Dataset entries →
--

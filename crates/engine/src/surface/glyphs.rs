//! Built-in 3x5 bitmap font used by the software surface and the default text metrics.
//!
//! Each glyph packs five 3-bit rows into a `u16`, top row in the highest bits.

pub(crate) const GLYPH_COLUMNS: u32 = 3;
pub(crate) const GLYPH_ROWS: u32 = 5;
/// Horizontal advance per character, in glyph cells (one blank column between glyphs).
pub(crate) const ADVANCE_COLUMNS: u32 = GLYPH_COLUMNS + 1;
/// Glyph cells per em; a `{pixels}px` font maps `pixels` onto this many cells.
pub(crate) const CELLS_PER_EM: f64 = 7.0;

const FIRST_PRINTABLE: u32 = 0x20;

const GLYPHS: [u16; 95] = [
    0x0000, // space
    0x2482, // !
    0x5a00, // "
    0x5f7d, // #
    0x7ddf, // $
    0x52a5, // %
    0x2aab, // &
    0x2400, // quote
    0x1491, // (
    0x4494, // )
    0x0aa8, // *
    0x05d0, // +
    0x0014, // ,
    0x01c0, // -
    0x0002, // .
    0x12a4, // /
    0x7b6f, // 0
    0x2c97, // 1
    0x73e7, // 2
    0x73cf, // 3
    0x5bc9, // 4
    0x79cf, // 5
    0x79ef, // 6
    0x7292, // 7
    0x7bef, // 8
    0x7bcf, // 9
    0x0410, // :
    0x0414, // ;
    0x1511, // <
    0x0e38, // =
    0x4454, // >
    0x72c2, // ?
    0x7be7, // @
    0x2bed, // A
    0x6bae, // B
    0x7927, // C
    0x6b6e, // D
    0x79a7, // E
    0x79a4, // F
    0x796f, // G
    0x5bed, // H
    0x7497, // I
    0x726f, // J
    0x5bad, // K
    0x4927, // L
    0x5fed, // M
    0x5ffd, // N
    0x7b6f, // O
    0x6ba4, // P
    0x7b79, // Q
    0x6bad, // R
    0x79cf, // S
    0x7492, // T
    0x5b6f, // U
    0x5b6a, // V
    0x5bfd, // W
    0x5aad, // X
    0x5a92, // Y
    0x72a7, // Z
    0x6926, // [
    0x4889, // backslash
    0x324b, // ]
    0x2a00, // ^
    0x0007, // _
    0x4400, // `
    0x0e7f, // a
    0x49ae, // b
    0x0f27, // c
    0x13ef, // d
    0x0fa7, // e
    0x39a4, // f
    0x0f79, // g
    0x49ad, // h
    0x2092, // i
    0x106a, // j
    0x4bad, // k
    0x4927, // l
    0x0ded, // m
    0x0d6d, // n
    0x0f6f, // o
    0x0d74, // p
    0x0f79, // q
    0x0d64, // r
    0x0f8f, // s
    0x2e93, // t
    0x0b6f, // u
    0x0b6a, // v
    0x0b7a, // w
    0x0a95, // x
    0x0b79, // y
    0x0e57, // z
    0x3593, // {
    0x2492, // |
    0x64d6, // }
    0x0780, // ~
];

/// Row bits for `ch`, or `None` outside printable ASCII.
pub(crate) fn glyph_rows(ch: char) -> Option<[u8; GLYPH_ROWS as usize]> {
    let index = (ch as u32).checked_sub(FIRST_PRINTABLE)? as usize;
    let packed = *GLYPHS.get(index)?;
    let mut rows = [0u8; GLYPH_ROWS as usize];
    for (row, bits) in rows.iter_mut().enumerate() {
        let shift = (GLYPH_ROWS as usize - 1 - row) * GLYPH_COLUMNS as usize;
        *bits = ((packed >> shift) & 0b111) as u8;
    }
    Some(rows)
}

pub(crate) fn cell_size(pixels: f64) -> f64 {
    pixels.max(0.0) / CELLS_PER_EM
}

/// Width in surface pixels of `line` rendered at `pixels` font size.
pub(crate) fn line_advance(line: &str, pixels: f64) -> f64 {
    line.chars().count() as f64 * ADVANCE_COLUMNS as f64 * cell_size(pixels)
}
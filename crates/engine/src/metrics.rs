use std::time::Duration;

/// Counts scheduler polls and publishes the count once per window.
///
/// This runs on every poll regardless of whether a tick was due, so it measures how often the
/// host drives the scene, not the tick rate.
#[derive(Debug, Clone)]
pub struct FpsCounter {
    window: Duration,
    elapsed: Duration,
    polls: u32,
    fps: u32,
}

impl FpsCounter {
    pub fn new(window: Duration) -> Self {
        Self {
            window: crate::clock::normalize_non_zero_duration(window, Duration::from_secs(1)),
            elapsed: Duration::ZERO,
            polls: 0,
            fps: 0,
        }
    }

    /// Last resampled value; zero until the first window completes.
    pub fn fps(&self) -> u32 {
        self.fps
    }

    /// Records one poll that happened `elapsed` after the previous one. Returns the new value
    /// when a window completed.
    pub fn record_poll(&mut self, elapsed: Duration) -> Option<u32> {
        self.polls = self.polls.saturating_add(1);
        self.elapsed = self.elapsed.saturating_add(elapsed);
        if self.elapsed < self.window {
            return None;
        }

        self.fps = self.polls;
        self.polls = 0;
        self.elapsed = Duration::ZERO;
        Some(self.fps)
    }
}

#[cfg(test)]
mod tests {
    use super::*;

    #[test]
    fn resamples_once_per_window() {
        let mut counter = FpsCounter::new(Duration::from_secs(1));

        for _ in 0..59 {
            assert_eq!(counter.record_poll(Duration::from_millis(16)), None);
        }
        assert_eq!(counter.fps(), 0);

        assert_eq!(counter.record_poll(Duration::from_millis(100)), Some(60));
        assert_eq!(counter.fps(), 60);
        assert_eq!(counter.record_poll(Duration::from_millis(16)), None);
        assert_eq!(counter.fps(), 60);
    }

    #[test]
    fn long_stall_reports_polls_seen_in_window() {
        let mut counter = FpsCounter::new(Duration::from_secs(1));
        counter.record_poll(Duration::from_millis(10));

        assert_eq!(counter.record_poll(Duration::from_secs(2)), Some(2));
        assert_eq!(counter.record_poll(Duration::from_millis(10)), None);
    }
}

--

Your instructions → Start at the first line and transcribe the data exactly through the last.

Response below →
filename crates/engine/src/surface/glyphs.rs
//! Built-in 3x5 bitmap font used by the software surface and the default text metrics.
//!
//! Each glyph packs five 3-bit rows into a `u16`, top row in the highest bits.

pub(crate) const GLYPH_COLUMNS: u32 = 3;
pub(crate) const GLYPH_ROWS: u32 = 5;
/// Horizontal advance per character, in glyph cells (one blank column between glyphs).
pub(crate) const ADVANCE_COLUMNS: u32 = GLYPH_COLUMNS + 1;
/// Glyph cells per em; a `{pixels}px` font maps `pixels` onto this many cells.
pub(crate) const CELLS_PER_EM: f64 = 7.0;

const FIRST_PRINTABLE: u32 = 0x20;

const GLYPHS: [u16; 95] = [
    0x0000, // space
    0x2482, // !
    0x5a00, // "
    0x5f7d, // #
    0x7ddf, // $
    0x52a5, // %
    0x2aab, // &
    0x2400, // quote
    0x1491, // (
    0x4494, // )
    0x0aa8, // *
    0x05d0, // +
    0x0014, // ,
    0x01c0, // -
    0x0002, // .
    0x12a4, // /
    0x7b6f, // 0
    0x2c97, // 1
    0x73e7, // 2
    0x73cf, // 3
    0x5bc9, // 4
    0x79cf, // 5
    0x79ef, // 6
    0x7292, // 7
    0x7bef, // 8
    0x7bcf, // 9
    0x0410, // :
    0x0414, // ;
    0x1511, // <
    0x0e38, // =
    0x4454, // >
    0x72c2, // ?
    0x7be7, // @
    0x2bed, // A
    0x6bae, // B
    0x7927, // C
    0x6b6e, // D
    0x79a7, // E
    0x79a4, // F
    0x796f, // G
    0x5bed, // H
    0x7497, // I
    0x726f, // J
    0x5bad, // K
    0x4927, // L
    0x5fed, // M
    0x5ffd, // N
    0x7b6f, // O
    0x6ba4, // P
    0x7b79, // Q
    0x6bad, // R
    0x79cf, // S
    0x7492, // T
    0x5b6f, // U
    0x5b6a, // V
    0x5bfd, // W
    0x5aad, // X
    0x5a92, // Y
    0x72a7, // Z
    0x6926, // [
    0x4889, // backslash
    0x324b, // ]
    0x2a00, // ^
    0x0007, // _
    0x4400, // `
    0x0e7f, // a
    0x49ae, // b
    0x0f27, // c
    0x13ef, // d
    0x0fa7, // e
    0x39a4, // f
    0x0f79, // g
    0x49ad, // h
    0x2092, // i
    0x106a, // j
    0x4bad, // k
    0x4927, // l
    0x0ded, // m
    0x0d6d, // n
    0x0f6f, // o
    0x0d74, // p
    0x0f79, // q
    0x0d64, // r
    0x0f8f, // s
    0x2e93, // t
    0x0b6f, // u
    0x0b6a, // v
    0x0b7a, // w
    0x0a95, // x
    0x0b79, // y
    0x0e57, // z
    0x3593, // {
    0x2492, // |
    0x64d6, // }
    0x0780, // ~
];

/// Row bits for `ch`, or `None` outside printable ASCII.
pub(crate) fn glyph_rows(ch: char) -> Option<[u8; GLYPH_ROWS as usize]> {
    let index = (ch as u32).checked_sub(FIRST_PRINTABLE)? as usize;
    let packed = *GLYPHS.get(index)?;
    let mut rows = [0u8; GLYPH_ROWS as usize];
    for (row, bits) in rows.iter_mut().enumerate() {
        let shift = (GLYPH_ROWS as usize - 1 - row) * GLYPH_COLUMNS as usize;
        *bits = ((packed >> shift) & 0b111) as u8;
    }
    Some(rows)
}

pub(crate) fn cell_size(pixels: f64) -> f64 {
    pixels.max(0.0) / CELLS_PER_EM
}

/// Width in surface pixels of `line` rendered at `pixels` font size.
pub(crate) fn line_advance(line: &str, pixels: f64) -> f64 {
    line.chars().count() as f64 * ADVANCE_COLUMNS as f64 * cell_size(pixels)
}
filename crates/engine/src/metrics.rs
use std::time::Duration;

/// Counts scheduler polls and publishes the count once per window.
///
/// This runs on every poll regardless of whether a tick was due, so it measures how often the
/// host drives the scene, not the tick rate.
#[derive(Debug, Clone)]
pub struct FpsCounter {
    window: Duration,
    elapsed: Duration,
    polls: u32,
    fps: u32,
}

impl FpsCounter {
    pub fn new(window: Duration) -> Self {
        Self {
            window: crate::clock::normalize_non_zero_duration(window, Duration::from_secs(1)),
            elapsed: Duration::ZERO,
            polls: 0,
            fps: 0,
        }
    }

    /// Last resampled value; zero until the first window completes.
    pub fn fps(&self) -> u32 {
        self.fps
    }

    /// Records one poll that happened `elapsed` after the previous one. Returns the new value
    /// when a window completed.
    pub fn record_poll(&mut self, elapsed: Duration) -> Option<u32> {
        self.polls = self.polls.saturating_add(1);
        self.elapsed = self.elapsed.saturating_add(elapsed);
        if self.elapsed < self.window {
            return None;
        }

        self.fps = self.polls;
        self.polls = 0;
        self.elapsed = Duration::ZERO;
        Some(self.fps)
    }
}

#[cfg(test)]
mod tests {
    use super::*;

    #[test]
    fn resamples_once_per_window() {
        let mut counter = FpsCounter::new(Duration::from_secs(1));

        for _ in 0..59 {
            assert_eq!(counter.record_poll(Duration::from_millis(16)), None);
        }
        assert_eq!(counter.fps(), 0);

        assert_eq!(counter.record_poll(Duration::from_millis(100)), Some(60));
        assert_eq!(counter.fps(), 60);
        assert_eq!(counter.record_poll(Duration::from_millis(16)), None);
        assert_eq!(counter.fps(), 60);
    }

    #[test]
    fn long_stall_reports_polls_seen_in_window() {
        let mut counter = FpsCounter::new(Duration::from_secs(1));
        counter.record_poll(Duration::from_millis(10));

        assert_eq!(counter.record_poll(Duration::from_secs(2)), Some(2));
        assert_eq!(counter.record_poll(Duration::from_millis(10)), None);
    }
}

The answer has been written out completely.